The Tsar of Love and Techno is an admittedly opaque title for a collection of interconnected short stories about Stalinist Russia, the USSR, and the modern conflict in Chechnya. But don’t let that put you off. Marra is a brilliant storyteller who brings characters and places to life like no other.
The Tsar in the book’s title is a figment rather than a person. Readers shouldn’t look for him, even in the story by the same name featuring Alexei, a young man who lives to go to dance clubs and get lost in the music. Alexei is no more the Tsar than his older brother, Kolya, a sensitive thug who is captured in Chechnya and spends his days planting seeds in a heavily mined hillside that once was the inspiration for a famous painting by the Chechen painter, Pyyotr Zakharov-Chechenets. Neither is the painter, nor the correction artist who adds a picture of a Communist party boss to the painting.
Marra’s stories are affecting tales of individuals whose seemingly small acts nonetheless have lasting impact. For example, Roman Markin is a government censor who erases enemies of the state from photographs and paintings in WWII-era Leningrad. A skilled painter, he is excellent at his job of removing people from the historical record. In their place, he secretly adds images of his brother, who believed in heaven and was convicted of religious radicalism and later executed.
Markin stages another small rebellion when he erases all but the hand of a ballerina deemed an enemy and slated for historical oblivion. Many years later, Nadya, a restoration artist and scholar, writes articles about Markin without ever knowing his name, cataloguing his handiwork left in ample evidence despite his own disappearance. In this interwoven plot, Marra makes a powerful argument that legacy is indelible despite the fact that names and faces may be forgotten.

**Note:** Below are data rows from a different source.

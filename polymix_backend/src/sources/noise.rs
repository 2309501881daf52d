//! Octave-summed noise source.
//!
//! Ten "octaves" of sample-and-hold noise are layered on top of white noise; octave `j`
//! draws a new value every `2^(j+1)` frames. The per-octave weights pick the colour.

use polymix_core::MixResult;
use polymix_core::constants::DEFAULT_SAMPLE_RATE;

use super::{AudioSource, Instance, SourceInstance, SourceProperties};

const OCTAVES: usize = 10;
const SEED: u32 = 0xFADE;

/// Linear congruential generator, deterministic across runs.
#[derive(Debug, Clone)]
struct FastRng {
    state: u32,
}

impl FastRng {
    fn new(seed: u32) -> Self {
        Self {
            state: if seed == 0 { 1 } else { seed },
        }
    }

    #[inline]
    fn next_u32(&mut self) -> u32 {
        self.state = self.state.wrapping_mul(1664525).wrapping_add(1013904223);
        self.state
    }

    /// Uniform in [0, 1).
    #[inline]
    fn next_f32(&mut self) -> f32 {
        (self.next_u32() >> 8) as f32 * (1.0 / 16_777_216.0)
    }
}

#[derive(Debug, Clone, Copy, PartialEq, Eq, Default)]
pub enum NoiseKind {
    #[default]
    White,
    Pink,
    Brownish,
    Blueish,
}

impl NoiseKind {
    fn octave_scale(self) -> [f32; OCTAVES] {
        match self {
            NoiseKind::White => [1.0, 0.0, 0.0, 0.0, 0.0, 0.0, 0.0, 0.0, 0.0, 0.0],
            NoiseKind::Pink => [1.0; OCTAVES],
            NoiseKind::Brownish => std::array::from_fn(|j| (j + 1) as f32),
            NoiseKind::Blueish => std::array::from_fn(|j| (OCTAVES - j) as f32),
        }
    }
}

/// Mono noise generator.
pub struct Noise {
    props: SourceProperties,
    octave_scale: [f32; OCTAVES],
}

impl Noise {
    pub fn new(kind: NoiseKind) -> Self {
        Self {
            props: SourceProperties::new(DEFAULT_SAMPLE_RATE as f32, 1),
            octave_scale: kind.octave_scale(),
        }
    }

    pub fn set_kind(&mut self, kind: NoiseKind) {
        self.octave_scale = kind.octave_scale();
    }

    /// Custom octave weights, lowest octave first.
    pub fn set_octave_scale(&mut self, scale: [f32; OCTAVES]) {
        self.octave_scale = scale;
    }
}

impl Default for Noise {
    fn default() -> Self {
        Self::new(NoiseKind::White)
    }
}

impl AudioSource for Noise {
    fn properties(&self) -> &SourceProperties {
        &self.props
    }

    fn properties_mut(&mut self) -> &mut SourceProperties {
        &mut self.props
    }

    fn create_instance(&self) -> Instance {
        Instance::stream(NoiseInstance::new(self.octave_scale))
    }
}

#[derive(Debug, Clone, Copy, Default)]
struct Octave {
    step: u32,
    value: f32,
}

struct NoiseInstance {
    rng: FastRng,
    scale: [f32; OCTAVES],
    octaves: [Octave; OCTAVES],
}

impl NoiseInstance {
    fn new(scale: [f32; OCTAVES]) -> Self {
        Self {
            rng: FastRng::new(SEED),
            scale,
            octaves: [Octave::default(); OCTAVES],
        }
    }
}

impl SourceInstance for NoiseInstance {
    fn fill(&mut self, out: &mut [f32], frames: usize, _stride: usize) -> usize {
        let total: f32 = self.scale.iter().sum();
        let norm = if total > 0.0 { 1.0 / total } else { 0.0 };

        for sample in &mut out[..frames] {
            let mut acc = self.rng.next_f32() - 0.5;
            for (j, octave) in self.octaves.iter_mut().enumerate() {
                octave.step += 1;
                if octave.step > 1 << (j + 1) {
                    octave.step = 0;
                    octave.value = self.rng.next_f32() - 0.5;
                }
                acc += octave.value * self.scale[j];
            }
            *sample = acc * norm;
        }
        frames
    }

    fn has_ended(&self) -> bool {
        false
    }

    fn rewind(&mut self) -> MixResult<()> {
        self.rng = FastRng::new(SEED);
        self.octaves = [Octave::default(); OCTAVES];
        Ok(())
    }
}

#[cfg(test)]
mod tests {
    use super::*;

    fn render(kind: NoiseKind, frames: usize) -> Vec<f32> {
        let mut instance = NoiseInstance::new(kind.octave_scale());
        let mut out = vec![0.0; frames];
        instance.fill(&mut out, frames, frames);
        out
    }

    #[test]
    fn test_noise_is_deterministic() {
        assert_eq!(render(NoiseKind::Pink, 256), render(NoiseKind::Pink, 256));
    }

    #[test]
    fn test_noise_stays_in_range() {
        for kind in [NoiseKind::White, NoiseKind::Pink, NoiseKind::Brownish, NoiseKind::Blueish] {
            let out = render(kind, 4096);
            assert!(out.iter().all(|s| s.abs() <= 1.0), "{kind:?}");
            assert!(out.iter().any(|s| *s != 0.0), "{kind:?}");
        }
    }

    #[test]
    fn test_octave_state_carries_across_fills() {
        let mut split = NoiseInstance::new(NoiseKind::Brownish.octave_scale());
        let mut a = vec![0.0; 300];
        split.fill(&mut a[..100], 100, 100);
        split.fill(&mut a[100..], 200, 200);
        assert_eq!(a, render(NoiseKind::Brownish, 300));
    }

    #[test]
    fn test_rewind_replays_sequence() {
        let mut instance = NoiseInstance::new(NoiseKind::White.octave_scale());
        let mut first = [0.0; 64];
        let mut again = [0.0; 64];
        instance.fill(&mut first, 64, 64);
        assert!(instance.rewind().is_ok());
        instance.fill(&mut again, 64, 64);
        assert_eq!(first, again);
    }
}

Each story has its own depth of detail and its own devastating revelation while also connecting with the other stories. My favorite is probably “Granddaughters,” told from the collective perspective of a group of six girls who grow up in Kirovsk, a heavily polluted city in Siberia where Kolya and many other characters originate. These girls manage their jealousy of Galina, the pretty one who wins a rigged Miss Siberia Beauty Pageant, and their grief and acceptance when friend number seven, Lydia, is murdered for being a snitch.
The women speak in one voice, powerfully summarizing the victory in their intentionally underwhelming parenting in an area of the world where individualism has often resulted in punishment: “We’ve given [our children] all we can, but our greatest gift has been to imprint upon them our own ordinariness. They may begrudge us, may think us unambitious and narrow-minded, but someday they will realize that what makes them unremarkable is what keeps them alive.”
Without a doubt, this is a kind of love. In fact the whole book is inflected with deeply moving love stories. Love for a woman who has been scarred and blinded in a bombing. Love for a nephew without a father. Love for a brother who wanted to be an astronaut but turned out to be a murderer. Love for a painting that is plain but poignant. Love for a story that a fellow prisoner of war tells over and over again, a story that was always assumed to be true but was always a fiction.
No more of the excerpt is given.